En Sociópolis, José Ramón recuerda que él compró sobre plano y con grandes promesas. Hoy el banco en el que se sienta es lo más parecido a un parque infantil. En las Moreras, la maleza inunda el puente por el que debió cruzar el tranvía de la Línea 2 y en el que un carril bici se corta grotesco con una barrera de obras. El PAI de Patraix se ha convertido hoy en un lugar de peregrinaje de amos de perros, un paraíso para los canes por las extensas estepas de solares. Así viven todos ellos en la nada.

Un paraíso para los perros y sus dueños

Llamarle plaza a la de Nicolás María Garelly, en la que hace años iba a ser la flamante nueva zona de Patraix, es un ejercicio casi de cachondeo o de fina ironía urbanística. Un sólo edificio se enclava en el lugar, una finca rodeada por tres lados por solares y con un seco jardín y un polvoriento parque infantil al frente. Dos mañanas acude LAS PROVINCIAS en busca de residentes del inmueble y sólo se topa con tres vecinos. Uno de ellos al menos alaba su barrio. «Estoy en la ciudad pero no estoy agobiado. Y si tengo que comprar, pues no me pilla mucho más lejos que a alguien del centro», subraya Enrique.

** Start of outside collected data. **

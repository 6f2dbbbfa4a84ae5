// Lint configuration for this crate
#![warn(missing_docs)]
#![warn(clippy::all)]
#![warn(clippy::pedantic)]
#![allow(clippy::module_name_repetitions)]
#![allow(clippy::must_use_candidate)]

//! # `TallyBar` Fetch
//!
//! Strategy chain execution and host APIs for the `TallyBar` application.
//!
//! ## Host APIs
//!
//! - [`host::http`] - HTTP client with tracing and domain allowlist
//! - [`host::process`] - Subprocess execution for local probes
//!
//! ## Fetch Pipeline
//!
//! - [`strategy::FetchStrategy`] - Trait for fetch implementations
//! - [`pipeline::FetchPipeline`] - Runs a strategy chain with fallback
//! - [`context::ProviderFetchContext`] - Per-request inputs for strategies
//! - [`credentials`] - Environment-then-settings token resolution
//! - [`settings::SettingsAccessor`] - Read access to stored provider settings
//!
//! ## Example
//!
//! ```ignore
//! use tallybar_fetch::{FetchOptions, FetchPipeline, ProviderFetchContext};
//!
//! let ctx = ProviderFetchContext::builder(ProviderKind::Warp).build();
//! let pipeline = FetchPipeline::new(ProviderKind::Warp, strategies);
//! let result = pipeline.run(&ctx, &FetchOptions::new()).await?;
//! println!("{} via {}", result.snapshot.source, result.strategy_id);
//! ```

pub mod context;
pub mod credentials;
pub mod error;
pub mod host;
pub mod pipeline;
pub mod settings;
pub mod strategy;

// Errors
pub use error::{FetchError, HttpError, PipelineError, ProcessError};

// Host APIs
pub use host::{
    http::{HttpClient, ResponseExt},
    process::{ProcessOutput, ProcessRunner},
};

// Strategy & Pipeline
pub use context::{
    Environment, FetchSettings, ProviderFetchContext, ProviderFetchContextBuilder, SourceMode,
};
pub use credentials::{Credential, CredentialSource, TokenResolver, is_configured, resolve_token};
pub use pipeline::{AttemptOutcome, FetchAttempt, FetchOptions, FetchPipeline, ProviderFetchResult};
pub use settings::{InMemorySettings, ProviderSettings, SettingsAccessor};
pub use strategy::{FetchKind, FetchStrategy, StrategyInfo};

// Cancellation handle accepted by `FetchOptions`
pub use tokio_util::sync::CancellationToken;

Donde si hay gentío es a espaldas del edificio. Un manzana que perfectamente podría albergar cinco o seis bloques de viviendas es un auténtico paraíso para los perros y sus dueños. Los vecinos hasta han abierto una puerta en la alambrada que la rodea, con un cartel que pide recoger las heces de los canes. «Aquí viene mucha gente de puntos lejanos de la ciudad, hasta en coche, para pasear a los animales», explica Sandra Alcaraz. Un rato sirve para comprobar como dos jóvenes suben a sus canes en vehículos tras corretear por el descampado.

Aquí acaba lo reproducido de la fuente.